The answer must be every line of the records below that holds the word "errcode".
DATASET EXTRACT below:
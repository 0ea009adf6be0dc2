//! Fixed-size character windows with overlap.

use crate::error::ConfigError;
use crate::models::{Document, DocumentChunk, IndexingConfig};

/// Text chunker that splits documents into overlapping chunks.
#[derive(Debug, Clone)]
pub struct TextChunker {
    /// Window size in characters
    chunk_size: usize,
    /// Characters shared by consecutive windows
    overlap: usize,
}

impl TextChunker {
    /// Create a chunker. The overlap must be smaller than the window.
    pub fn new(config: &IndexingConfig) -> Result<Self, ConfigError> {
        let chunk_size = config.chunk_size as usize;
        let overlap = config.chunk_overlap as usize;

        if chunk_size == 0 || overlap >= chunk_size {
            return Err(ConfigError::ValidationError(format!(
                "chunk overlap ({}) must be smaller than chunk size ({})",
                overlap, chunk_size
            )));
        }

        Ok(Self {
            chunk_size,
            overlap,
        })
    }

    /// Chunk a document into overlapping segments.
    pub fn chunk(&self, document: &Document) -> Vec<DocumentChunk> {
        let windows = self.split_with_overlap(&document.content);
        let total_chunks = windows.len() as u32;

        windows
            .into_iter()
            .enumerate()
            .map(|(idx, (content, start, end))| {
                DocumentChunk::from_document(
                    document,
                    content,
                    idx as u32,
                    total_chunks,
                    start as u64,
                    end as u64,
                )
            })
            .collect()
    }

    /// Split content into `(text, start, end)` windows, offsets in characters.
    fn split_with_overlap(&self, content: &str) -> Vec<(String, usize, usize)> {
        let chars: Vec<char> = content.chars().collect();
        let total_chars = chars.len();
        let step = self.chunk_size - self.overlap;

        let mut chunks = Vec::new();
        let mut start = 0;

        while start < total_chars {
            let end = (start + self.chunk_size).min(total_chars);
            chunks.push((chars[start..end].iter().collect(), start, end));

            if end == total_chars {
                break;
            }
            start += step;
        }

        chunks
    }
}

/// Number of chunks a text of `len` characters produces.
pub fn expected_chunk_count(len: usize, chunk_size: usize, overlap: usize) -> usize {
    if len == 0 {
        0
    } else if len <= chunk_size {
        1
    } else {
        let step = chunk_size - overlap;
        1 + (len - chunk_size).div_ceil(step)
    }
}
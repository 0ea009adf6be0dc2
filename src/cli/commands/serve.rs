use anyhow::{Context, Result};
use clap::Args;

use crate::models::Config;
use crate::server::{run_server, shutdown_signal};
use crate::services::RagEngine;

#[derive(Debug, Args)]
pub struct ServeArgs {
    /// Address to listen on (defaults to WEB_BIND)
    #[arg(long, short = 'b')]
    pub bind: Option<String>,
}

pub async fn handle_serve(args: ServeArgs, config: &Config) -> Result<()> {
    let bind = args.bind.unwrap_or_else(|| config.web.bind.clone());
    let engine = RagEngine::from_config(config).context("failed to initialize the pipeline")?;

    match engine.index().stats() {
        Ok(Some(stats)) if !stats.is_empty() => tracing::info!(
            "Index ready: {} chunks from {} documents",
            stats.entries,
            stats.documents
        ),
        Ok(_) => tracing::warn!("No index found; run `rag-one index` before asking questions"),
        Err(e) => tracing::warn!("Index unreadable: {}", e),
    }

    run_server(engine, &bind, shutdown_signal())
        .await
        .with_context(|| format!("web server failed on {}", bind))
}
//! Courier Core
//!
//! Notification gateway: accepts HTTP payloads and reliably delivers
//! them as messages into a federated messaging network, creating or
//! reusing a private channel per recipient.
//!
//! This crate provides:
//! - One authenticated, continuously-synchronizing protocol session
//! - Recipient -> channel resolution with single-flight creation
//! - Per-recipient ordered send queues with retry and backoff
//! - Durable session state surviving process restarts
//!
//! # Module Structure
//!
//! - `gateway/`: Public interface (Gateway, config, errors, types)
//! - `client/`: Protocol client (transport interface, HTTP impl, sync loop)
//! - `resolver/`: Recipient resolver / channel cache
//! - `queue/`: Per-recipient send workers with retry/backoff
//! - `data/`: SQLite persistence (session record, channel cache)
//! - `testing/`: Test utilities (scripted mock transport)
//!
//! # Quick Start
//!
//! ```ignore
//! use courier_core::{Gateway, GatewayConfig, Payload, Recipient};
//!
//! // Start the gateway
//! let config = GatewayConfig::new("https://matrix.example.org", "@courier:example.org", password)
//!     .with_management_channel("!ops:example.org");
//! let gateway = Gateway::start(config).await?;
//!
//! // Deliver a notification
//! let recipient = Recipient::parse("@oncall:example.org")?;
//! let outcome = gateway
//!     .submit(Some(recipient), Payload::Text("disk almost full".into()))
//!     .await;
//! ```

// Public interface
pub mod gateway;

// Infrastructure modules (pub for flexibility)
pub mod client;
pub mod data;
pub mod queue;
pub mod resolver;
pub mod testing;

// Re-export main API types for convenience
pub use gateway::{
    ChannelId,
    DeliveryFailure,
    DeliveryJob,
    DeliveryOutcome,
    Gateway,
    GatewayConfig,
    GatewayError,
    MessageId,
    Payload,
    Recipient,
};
End of DATASET EXTRACT.
DATASET EXTRACT below:
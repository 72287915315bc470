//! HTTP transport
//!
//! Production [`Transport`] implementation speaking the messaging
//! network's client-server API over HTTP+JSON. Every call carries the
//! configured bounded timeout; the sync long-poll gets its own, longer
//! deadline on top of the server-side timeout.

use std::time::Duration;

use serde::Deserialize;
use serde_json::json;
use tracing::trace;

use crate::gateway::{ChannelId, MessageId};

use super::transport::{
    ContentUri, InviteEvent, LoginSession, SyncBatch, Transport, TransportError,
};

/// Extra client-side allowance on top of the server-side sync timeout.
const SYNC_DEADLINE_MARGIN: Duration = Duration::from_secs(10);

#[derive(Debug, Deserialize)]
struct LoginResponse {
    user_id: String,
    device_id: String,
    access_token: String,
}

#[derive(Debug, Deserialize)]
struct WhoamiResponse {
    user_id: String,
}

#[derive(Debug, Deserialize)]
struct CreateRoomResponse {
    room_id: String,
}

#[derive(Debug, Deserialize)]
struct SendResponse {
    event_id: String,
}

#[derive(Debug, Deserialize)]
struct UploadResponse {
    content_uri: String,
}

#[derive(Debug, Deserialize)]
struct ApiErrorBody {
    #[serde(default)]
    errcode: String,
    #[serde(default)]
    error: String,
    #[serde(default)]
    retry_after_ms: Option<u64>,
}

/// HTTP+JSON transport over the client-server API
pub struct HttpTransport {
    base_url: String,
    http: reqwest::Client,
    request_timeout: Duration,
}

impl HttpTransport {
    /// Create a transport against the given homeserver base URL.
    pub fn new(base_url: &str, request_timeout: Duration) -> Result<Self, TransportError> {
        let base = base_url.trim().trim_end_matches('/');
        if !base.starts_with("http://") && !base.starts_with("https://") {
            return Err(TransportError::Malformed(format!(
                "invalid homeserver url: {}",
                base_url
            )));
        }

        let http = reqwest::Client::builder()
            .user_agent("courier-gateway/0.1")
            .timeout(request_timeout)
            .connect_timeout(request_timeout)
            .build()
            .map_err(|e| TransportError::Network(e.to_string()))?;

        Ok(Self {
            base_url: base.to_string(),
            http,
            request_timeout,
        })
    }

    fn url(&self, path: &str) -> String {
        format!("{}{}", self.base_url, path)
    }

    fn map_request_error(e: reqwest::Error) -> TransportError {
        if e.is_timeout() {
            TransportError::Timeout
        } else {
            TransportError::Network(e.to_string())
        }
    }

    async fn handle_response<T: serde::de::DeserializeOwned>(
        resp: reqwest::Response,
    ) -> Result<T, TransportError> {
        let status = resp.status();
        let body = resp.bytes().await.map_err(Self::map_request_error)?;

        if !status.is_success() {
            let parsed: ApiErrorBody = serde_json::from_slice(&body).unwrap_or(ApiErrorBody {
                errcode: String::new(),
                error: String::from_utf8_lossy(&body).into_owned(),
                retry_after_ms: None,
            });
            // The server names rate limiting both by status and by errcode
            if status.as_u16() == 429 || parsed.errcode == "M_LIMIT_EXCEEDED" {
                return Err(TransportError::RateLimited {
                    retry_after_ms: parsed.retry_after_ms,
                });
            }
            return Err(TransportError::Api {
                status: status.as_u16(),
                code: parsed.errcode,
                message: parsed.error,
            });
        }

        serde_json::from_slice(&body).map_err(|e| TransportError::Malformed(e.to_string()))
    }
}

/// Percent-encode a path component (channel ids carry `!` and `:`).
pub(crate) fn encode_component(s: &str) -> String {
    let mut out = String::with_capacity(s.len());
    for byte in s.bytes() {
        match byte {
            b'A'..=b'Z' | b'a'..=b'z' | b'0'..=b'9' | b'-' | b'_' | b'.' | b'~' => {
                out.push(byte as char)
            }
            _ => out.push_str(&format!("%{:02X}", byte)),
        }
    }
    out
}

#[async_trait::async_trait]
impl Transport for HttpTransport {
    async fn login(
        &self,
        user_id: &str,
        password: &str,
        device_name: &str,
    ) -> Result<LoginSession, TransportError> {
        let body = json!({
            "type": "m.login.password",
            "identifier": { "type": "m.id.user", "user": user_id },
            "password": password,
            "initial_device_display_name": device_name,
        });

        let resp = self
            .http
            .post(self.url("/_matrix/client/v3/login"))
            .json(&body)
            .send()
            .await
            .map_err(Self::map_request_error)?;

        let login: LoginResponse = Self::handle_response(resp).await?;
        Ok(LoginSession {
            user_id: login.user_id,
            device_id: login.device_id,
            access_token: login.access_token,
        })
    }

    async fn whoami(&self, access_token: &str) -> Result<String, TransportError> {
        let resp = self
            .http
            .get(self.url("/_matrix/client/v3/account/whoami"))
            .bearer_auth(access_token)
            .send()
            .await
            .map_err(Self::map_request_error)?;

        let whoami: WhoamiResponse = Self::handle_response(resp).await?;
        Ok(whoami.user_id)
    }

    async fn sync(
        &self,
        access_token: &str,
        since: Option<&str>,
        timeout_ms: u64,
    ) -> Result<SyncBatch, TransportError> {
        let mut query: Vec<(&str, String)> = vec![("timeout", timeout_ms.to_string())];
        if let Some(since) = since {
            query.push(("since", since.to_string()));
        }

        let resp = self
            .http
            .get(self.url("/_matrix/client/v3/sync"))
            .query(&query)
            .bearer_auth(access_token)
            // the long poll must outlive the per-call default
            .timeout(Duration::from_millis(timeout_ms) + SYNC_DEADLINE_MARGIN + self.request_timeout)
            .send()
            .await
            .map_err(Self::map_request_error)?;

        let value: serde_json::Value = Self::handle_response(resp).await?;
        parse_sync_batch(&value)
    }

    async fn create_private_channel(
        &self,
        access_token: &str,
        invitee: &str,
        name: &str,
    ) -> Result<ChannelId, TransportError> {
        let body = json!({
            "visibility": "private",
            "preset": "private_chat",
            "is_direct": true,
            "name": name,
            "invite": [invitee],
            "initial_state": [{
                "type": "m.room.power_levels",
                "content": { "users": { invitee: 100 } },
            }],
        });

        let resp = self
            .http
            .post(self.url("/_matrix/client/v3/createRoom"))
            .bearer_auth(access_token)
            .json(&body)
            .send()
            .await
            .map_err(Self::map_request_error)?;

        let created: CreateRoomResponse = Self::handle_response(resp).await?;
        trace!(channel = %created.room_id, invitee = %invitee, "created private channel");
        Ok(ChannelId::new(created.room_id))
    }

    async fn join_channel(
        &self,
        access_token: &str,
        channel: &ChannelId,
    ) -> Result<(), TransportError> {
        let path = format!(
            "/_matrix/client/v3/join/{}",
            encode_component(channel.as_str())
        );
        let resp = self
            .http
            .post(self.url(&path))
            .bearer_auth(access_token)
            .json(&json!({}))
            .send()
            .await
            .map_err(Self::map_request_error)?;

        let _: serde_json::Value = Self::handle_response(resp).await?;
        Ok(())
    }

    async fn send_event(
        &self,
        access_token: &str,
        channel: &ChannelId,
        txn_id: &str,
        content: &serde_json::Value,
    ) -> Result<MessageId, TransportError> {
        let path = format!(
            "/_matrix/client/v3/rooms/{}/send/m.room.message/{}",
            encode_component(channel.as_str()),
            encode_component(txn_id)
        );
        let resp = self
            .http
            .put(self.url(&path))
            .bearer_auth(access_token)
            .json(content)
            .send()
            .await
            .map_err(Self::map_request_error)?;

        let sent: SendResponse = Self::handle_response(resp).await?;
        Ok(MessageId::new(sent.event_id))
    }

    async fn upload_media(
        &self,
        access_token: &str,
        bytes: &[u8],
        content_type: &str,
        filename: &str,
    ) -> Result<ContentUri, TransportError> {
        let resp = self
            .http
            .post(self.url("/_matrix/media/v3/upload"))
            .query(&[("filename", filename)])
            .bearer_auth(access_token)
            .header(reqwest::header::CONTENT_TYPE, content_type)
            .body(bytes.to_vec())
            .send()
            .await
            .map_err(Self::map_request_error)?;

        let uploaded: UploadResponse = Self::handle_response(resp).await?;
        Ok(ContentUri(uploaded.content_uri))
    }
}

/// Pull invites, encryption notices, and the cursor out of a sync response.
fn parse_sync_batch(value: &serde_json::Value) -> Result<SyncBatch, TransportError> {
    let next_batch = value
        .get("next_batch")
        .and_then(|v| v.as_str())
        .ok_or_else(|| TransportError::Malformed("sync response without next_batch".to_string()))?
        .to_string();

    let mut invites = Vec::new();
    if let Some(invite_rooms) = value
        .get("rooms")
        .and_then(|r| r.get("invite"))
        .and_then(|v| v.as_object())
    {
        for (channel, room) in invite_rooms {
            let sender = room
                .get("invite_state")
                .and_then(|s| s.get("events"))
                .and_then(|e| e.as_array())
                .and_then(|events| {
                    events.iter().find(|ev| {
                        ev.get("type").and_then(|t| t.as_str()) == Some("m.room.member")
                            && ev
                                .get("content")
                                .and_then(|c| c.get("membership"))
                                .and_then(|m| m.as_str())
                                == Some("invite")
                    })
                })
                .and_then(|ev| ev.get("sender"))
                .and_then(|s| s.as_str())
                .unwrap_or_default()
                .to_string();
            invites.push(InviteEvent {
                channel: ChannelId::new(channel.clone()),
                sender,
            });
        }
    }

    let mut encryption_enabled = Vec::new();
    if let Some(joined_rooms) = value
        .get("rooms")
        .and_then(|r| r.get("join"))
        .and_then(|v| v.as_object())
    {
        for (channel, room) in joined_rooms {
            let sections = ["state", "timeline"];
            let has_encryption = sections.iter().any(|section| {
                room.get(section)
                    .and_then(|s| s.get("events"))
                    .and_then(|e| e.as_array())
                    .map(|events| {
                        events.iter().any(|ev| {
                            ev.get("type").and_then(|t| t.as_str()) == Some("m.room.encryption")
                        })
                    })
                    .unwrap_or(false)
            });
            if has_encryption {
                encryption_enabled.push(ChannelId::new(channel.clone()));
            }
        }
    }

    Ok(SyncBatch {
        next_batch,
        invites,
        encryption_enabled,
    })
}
End of DATASET EXTRACT.
DATASET EXTRACT below:
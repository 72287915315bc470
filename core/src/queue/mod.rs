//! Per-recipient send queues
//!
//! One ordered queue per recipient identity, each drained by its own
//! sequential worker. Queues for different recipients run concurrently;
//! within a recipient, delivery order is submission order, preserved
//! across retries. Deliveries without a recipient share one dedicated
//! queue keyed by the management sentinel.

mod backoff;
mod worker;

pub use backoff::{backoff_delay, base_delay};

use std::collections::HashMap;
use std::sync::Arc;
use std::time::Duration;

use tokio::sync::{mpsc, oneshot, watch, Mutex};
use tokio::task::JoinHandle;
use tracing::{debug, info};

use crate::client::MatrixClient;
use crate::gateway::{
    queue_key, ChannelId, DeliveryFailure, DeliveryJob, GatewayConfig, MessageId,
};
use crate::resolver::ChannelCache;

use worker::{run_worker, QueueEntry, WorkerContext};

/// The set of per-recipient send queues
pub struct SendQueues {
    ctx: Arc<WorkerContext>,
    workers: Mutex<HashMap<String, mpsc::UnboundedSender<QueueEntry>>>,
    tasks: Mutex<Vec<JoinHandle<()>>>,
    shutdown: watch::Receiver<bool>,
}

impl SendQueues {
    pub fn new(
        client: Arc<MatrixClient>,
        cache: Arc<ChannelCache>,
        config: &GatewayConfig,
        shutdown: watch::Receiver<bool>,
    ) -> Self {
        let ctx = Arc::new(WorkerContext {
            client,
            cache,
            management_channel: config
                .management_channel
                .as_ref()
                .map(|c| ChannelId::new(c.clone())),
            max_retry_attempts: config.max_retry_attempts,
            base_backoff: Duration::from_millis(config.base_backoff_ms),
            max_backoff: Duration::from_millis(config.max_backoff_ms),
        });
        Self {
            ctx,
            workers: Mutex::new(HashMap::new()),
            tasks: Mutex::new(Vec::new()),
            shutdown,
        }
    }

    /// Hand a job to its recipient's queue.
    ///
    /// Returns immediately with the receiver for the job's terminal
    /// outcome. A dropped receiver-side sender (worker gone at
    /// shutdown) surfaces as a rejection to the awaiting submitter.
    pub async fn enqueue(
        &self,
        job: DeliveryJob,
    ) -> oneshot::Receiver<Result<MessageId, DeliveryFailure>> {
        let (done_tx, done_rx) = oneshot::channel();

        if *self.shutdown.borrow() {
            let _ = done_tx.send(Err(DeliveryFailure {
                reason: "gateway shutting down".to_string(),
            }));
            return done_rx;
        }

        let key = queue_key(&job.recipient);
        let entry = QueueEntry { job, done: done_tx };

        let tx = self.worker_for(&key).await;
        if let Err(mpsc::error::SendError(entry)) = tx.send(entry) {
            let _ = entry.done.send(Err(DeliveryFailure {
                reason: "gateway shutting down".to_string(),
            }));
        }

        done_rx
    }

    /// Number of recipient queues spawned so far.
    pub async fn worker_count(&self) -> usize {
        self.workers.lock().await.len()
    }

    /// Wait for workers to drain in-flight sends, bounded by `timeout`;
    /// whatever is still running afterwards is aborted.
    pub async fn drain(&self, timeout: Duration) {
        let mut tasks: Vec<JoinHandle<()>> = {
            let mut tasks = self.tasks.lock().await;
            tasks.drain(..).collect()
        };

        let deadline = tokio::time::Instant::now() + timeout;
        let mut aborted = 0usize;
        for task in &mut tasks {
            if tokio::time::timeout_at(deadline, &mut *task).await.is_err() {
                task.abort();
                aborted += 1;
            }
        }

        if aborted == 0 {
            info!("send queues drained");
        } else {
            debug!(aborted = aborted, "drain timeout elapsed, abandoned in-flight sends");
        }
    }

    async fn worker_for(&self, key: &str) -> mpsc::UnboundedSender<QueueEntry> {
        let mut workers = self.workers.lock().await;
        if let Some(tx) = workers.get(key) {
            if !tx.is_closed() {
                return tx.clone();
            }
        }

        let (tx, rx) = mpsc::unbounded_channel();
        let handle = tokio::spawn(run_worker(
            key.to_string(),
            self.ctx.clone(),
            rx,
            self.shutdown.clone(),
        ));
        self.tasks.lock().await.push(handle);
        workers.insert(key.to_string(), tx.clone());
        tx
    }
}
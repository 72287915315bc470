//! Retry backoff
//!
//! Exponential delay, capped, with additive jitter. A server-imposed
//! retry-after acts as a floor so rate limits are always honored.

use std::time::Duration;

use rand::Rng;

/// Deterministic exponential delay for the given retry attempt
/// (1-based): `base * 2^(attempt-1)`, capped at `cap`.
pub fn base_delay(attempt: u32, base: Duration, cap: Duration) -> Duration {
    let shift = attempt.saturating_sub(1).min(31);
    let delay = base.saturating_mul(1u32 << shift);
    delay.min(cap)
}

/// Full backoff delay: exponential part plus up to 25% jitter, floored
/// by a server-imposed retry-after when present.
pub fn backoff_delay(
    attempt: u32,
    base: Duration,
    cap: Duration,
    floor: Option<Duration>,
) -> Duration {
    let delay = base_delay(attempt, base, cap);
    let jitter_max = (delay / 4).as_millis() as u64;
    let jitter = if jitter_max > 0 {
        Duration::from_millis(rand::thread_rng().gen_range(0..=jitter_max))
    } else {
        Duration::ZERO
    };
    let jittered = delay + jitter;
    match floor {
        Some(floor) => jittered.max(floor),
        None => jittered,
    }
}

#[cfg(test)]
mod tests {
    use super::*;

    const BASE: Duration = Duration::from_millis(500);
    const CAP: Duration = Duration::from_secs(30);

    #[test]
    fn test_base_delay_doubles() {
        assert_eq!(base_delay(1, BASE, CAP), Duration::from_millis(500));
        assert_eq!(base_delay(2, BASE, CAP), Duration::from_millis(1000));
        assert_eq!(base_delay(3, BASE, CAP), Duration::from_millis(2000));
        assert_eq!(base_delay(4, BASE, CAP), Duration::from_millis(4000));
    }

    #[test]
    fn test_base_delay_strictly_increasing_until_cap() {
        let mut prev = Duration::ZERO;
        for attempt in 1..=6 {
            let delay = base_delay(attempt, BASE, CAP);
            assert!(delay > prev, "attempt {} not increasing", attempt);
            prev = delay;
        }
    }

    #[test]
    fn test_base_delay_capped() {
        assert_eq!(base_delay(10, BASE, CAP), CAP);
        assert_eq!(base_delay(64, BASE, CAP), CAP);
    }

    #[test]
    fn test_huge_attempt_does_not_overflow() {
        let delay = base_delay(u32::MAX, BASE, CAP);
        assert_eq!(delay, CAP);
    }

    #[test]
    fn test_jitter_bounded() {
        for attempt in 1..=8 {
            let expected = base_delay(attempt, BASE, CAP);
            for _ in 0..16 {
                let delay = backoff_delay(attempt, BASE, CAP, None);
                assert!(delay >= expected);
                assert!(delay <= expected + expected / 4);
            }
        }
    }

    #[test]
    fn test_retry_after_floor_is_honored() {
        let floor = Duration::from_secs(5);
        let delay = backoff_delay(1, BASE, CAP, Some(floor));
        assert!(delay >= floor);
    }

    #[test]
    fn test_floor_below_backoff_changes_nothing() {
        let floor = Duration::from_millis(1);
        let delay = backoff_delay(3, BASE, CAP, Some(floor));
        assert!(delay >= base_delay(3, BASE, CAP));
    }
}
End of DATASET EXTRACT.
▶ _EXERCISE ANSWER_
    errcode: String,
                errcode: String::new(),
            // The server names rate limiting both by status and by errcode
            if status.as_u16() == 429 || parsed.errcode == "M_LIMIT_EXCEEDED" {
                code: parsed.errcode,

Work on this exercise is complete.